Nonribosomal peptides (NRPs), one of the most widespread secondary metabolites in nature, with therapeutically significant activities, are biosynthesized by modular nonribosomal peptide synthetases (NRPSs). Aryl acids contribute to the structural diversity of NRPs as well as nonproteinogenic amino acids and keto acids. We previously confirmed that a single Asn-to-Gly substitution in the 2,3-dihydroxybenzoic acid-activating adenylation (A) domain EntE involved in enterobactin biosynthesis accepts monosubstituted benzoic acid derivatives with nitro, cyano, bromo, and iodo functionalities at the 2 or 3 positions.
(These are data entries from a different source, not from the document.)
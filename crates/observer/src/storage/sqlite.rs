//! SQLite-backed `Storage` implementation. One `SqlitePool` opened
//! once and shared; writes are additionally ordered through the
//! lifecycle lock where §5 requires it — this layer only guarantees
//! each individual statement is atomic.

use super::{
    ActivityStorage, LifeStorage, MemoryStorage, OracleStorage, Storage, StorageError,
    StorageResult, VoteStorage,
};
use async_trait::async_trait;
use chrono::{DateTime, Utc};
use entity_types::{
    ActivityEvent, ActivityKind, BootstrapMode, DeathCause, IdentityTriple, Life, LifeNumber,
    LifeState, MemoryFragment, OracleKind, OracleMessage, RoundId, Vote, VoteChoice, VoteRound,
    VoteRoundStatus, VoterFingerprint,
};
use sqlx::sqlite::SqlitePoolOptions;
use sqlx::{Row, SqlitePool};
use std::str::FromStr;
use uuid::Uuid;

pub struct SqliteStorage {
    pool: SqlitePool,
}

impl SqliteStorage {
    pub async fn connect(path: &str) -> StorageResult<Self> {
        let url = format!("sqlite://{}?mode=rwc", path);
        let pool = SqlitePoolOptions::new()
            .max_connections(1)
            .connect(&url)
            .await?;
        let storage = SqliteStorage { pool };
        storage.migrate().await?;
        Ok(storage)
    }

    async fn migrate(&self) -> StorageResult<()> {
        sqlx::query(
            r#"
            CREATE TABLE IF NOT EXISTS life_state (
                id INTEGER PRIMARY KEY CHECK (id = 0),
                life_number INTEGER NOT NULL,
                is_alive INTEGER NOT NULL,
                born_at TEXT,
                last_seen TEXT NOT NULL,
                bootstrap_mode TEXT NOT NULL
            );

            CREATE TABLE IF NOT EXISTS lives (
                life_number INTEGER PRIMARY KEY,
                born_at TEXT NOT NULL,
                died_at TEXT,
                death_cause TEXT,
                bootstrap_mode TEXT NOT NULL,
                model_id TEXT NOT NULL,
                identity_name TEXT NOT NULL,
                identity_icon TEXT NOT NULL,
                identity_pronoun TEXT NOT NULL
            );

            CREATE TABLE IF NOT EXISTS vote_rounds (
                id TEXT PRIMARY KEY,
                life_number INTEGER NOT NULL,
                opened_at TEXT NOT NULL,
                closes_at TEXT NOT NULL,
                live INTEGER NOT NULL,
                die INTEGER NOT NULL,
                status TEXT NOT NULL
            );

            CREATE TABLE IF NOT EXISTS votes (
                round_id TEXT NOT NULL,
                voter_fingerprint TEXT NOT NULL,
                choice TEXT NOT NULL,
                cast_at TEXT NOT NULL,
                PRIMARY KEY (round_id, voter_fingerprint)
            );

            CREATE TABLE IF NOT EXISTS memory_fragments (
                life_number INTEGER NOT NULL,
                source_life_number INTEGER NOT NULL,
                text TEXT NOT NULL,
                created_at TEXT NOT NULL
            );

            CREATE TABLE IF NOT EXISTS activity_events (
                id INTEGER PRIMARY KEY AUTOINCREMENT,
                life_number INTEGER NOT NULL,
                ts TEXT NOT NULL,
                kind TEXT NOT NULL,
                payload TEXT NOT NULL
            );

            CREATE TABLE IF NOT EXISTS oracle_messages (
                id INTEGER PRIMARY KEY AUTOINCREMENT,
                kind TEXT NOT NULL,
                text TEXT NOT NULL,
                delivered_at TEXT NOT NULL,
                acknowledged_at TEXT
            );
            "#,
        )
        .execute(&self.pool)
        .await?;
        Ok(())
    }
}

fn enum_to_json<T: serde::Serialize>(v: &T) -> String {
    serde_json::to_string(v).expect("enum serialization is infallible")
}

fn json_to_enum<T: serde::de::DeserializeOwned>(s: &str) -> StorageResult<T> {
    Ok(serde_json::from_str(s)?)
}

#[async_trait]
impl LifeStorage for SqliteStorage {
    async fn get_life_state(&self) -> StorageResult<LifeState> {
        let row = sqlx::query("SELECT life_number, is_alive, born_at, last_seen, bootstrap_mode FROM life_state WHERE id = 0")
            .fetch_optional(&self.pool)
            .await?;
        match row {
            None => Ok(LifeState::dead()),
            Some(row) => {
                let born_at: Option<String> = row.try_get("born_at")?;
                Ok(LifeState {
                    life_number: LifeNumber(row.try_get::<i64, _>("life_number")? as u64),
                    is_alive: row.try_get::<i64, _>("is_alive")? != 0,
                    born_at: born_at.map(|s| DateTime::parse_from_rfc3339(&s).unwrap().with_timezone(&Utc)),
                    last_seen: DateTime::parse_from_rfc3339(&row.try_get::<String, _>("last_seen")?)
                        .unwrap()
                        .with_timezone(&Utc),
                    bootstrap_mode: json_to_enum(&row.try_get::<String, _>("bootstrap_mode")?)?,
                })
            }
        }
    }

    async fn put_life_state(&self, state: &LifeState) -> StorageResult<()> {
        sqlx::query(
            r#"
            INSERT INTO life_state (id, life_number, is_alive, born_at, last_seen, bootstrap_mode)
            VALUES (0, ?, ?, ?, ?, ?)
            ON CONFLICT(id) DO UPDATE SET
                life_number = excluded.life_number,
                is_alive = excluded.is_alive,
                born_at = excluded.born_at,
                last_seen = excluded.last_seen,
                bootstrap_mode = excluded.bootstrap_mode
            "#,
        )
        .bind(state.life_number.0 as i64)
        .bind(state.is_alive as i64)
        .bind(state.born_at.map(|t| t.to_rfc3339()))
        .bind(state.last_seen.to_rfc3339())
        .bind(enum_to_json(&state.bootstrap_mode))
        .execute(&self.pool)
        .await?;
        Ok(())
    }

    async fn insert_life(&self, life: &Life) -> StorageResult<()> {
        sqlx::query(
            r#"
            INSERT INTO lives (life_number, born_at, died_at, death_cause, bootstrap_mode, model_id, identity_name, identity_icon, identity_pronoun)
            VALUES (?, ?, ?, ?, ?, ?, ?, ?, ?)
            "#,
        )
        .bind(life.life_number.0 as i64)
        .bind(life.born_at.to_rfc3339())
        .bind(life.died_at.map(|t| t.to_rfc3339()))
        .bind(life.death_cause.as_ref().map(enum_to_json))
        .bind(enum_to_json(&life.bootstrap_mode))
        .bind(&life.model_id)
        .bind(&life.identity.name)
        .bind(&life.identity.icon)
        .bind(&life.identity.pronoun)
        .execute(&self.pool)
        .await?;
        Ok(())
    }

    async fn get_life(&self, life_number: LifeNumber) -> StorageResult<Option<Life>> {
        let row = sqlx::query("SELECT * FROM lives WHERE life_number = ?")
            .bind(life_number.0 as i64)
            .fetch_optional(&self.pool)
            .await?;
        let Some(row) = row else { return Ok(None) };
        let died_at: Option<String> = row.try_get("died_at")?;
        let death_cause: Option<String> = row.try_get("death_cause")?;
        Ok(Some(Life {
            life_number,
            born_at: DateTime::parse_from_rfc3339(&row.try_get::<String, _>("born_at")?)
                .unwrap()
                .with_timezone(&Utc),
            died_at: died_at.map(|s| DateTime::parse_from_rfc3339(&s).unwrap().with_timezone(&Utc)),
            death_cause: death_cause.map(|s| json_to_enum::<DeathCause>(&s)).transpose()?,
            bootstrap_mode: json_to_enum(&row.try_get::<String, _>("bootstrap_mode")?)?,
            model_id: row.try_get("model_id")?,
            identity: IdentityTriple {
                name: row.try_get("identity_name")?,
                icon: row.try_get("identity_icon")?,
                pronoun: row.try_get("identity_pronoun")?,
            },
        }))
    }

    async fn close_life(
        &self,
        life_number: LifeNumber,
        died_at: DateTime<Utc>,
        death_cause: DeathCause,
    ) -> StorageResult<()> {
        sqlx::query("UPDATE lives SET died_at = ?, death_cause = ? WHERE life_number = ?")
            .bind(died_at.to_rfc3339())
            .bind(enum_to_json(&death_cause))
            .bind(life_number.0 as i64)
            .execute(&self.pool)
            .await?;
        Ok(())
    }

    async fn max_life_number(&self) -> StorageResult<LifeNumber> {
        let row = sqlx::query("SELECT COALESCE(MAX(life_number), 0) AS m FROM lives")
            .fetch_one(&self.pool)
            .await?;
        Ok(LifeNumber(row.try_get::<i64, _>("m")? as u64))
    }
}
Here, we showed that the mutant EntE (N235G) accommodates various disubstituted benzoic acid derivatives with halogen, methyl, methoxy, nitro, and cyano functionalities at the 2 and 3 positions and monosubstituted benzoic acid with an alkyne at the 3 position. Structural analysis of the mutant EntE (N235G) with nonhydrolyzable aryl-AMP analogues using 3-chloro-2-methylbenzoic acid and 3-prop-2-ynoxybenzoic acid revealed how bulky 3-chloro-2-methylbenzoic acid and clickable 3-prop-2-ynoxybenzoic acid are recognized by enlarging the substrate-binding pocket of the enzyme. When engineered EntE mutants were coupled with enterobactin and vibriobactin biosynthetic enzymes, 3-hydroxybenzoic acid-, salicylic acid-, and 3-bromo-2-fluorobenzoic acid-containing peptides were produced as early stage intermediates, highlighting the potential of NRP biosynthetic pathway engineering for constructing diverse aryl acid-containing metabolites.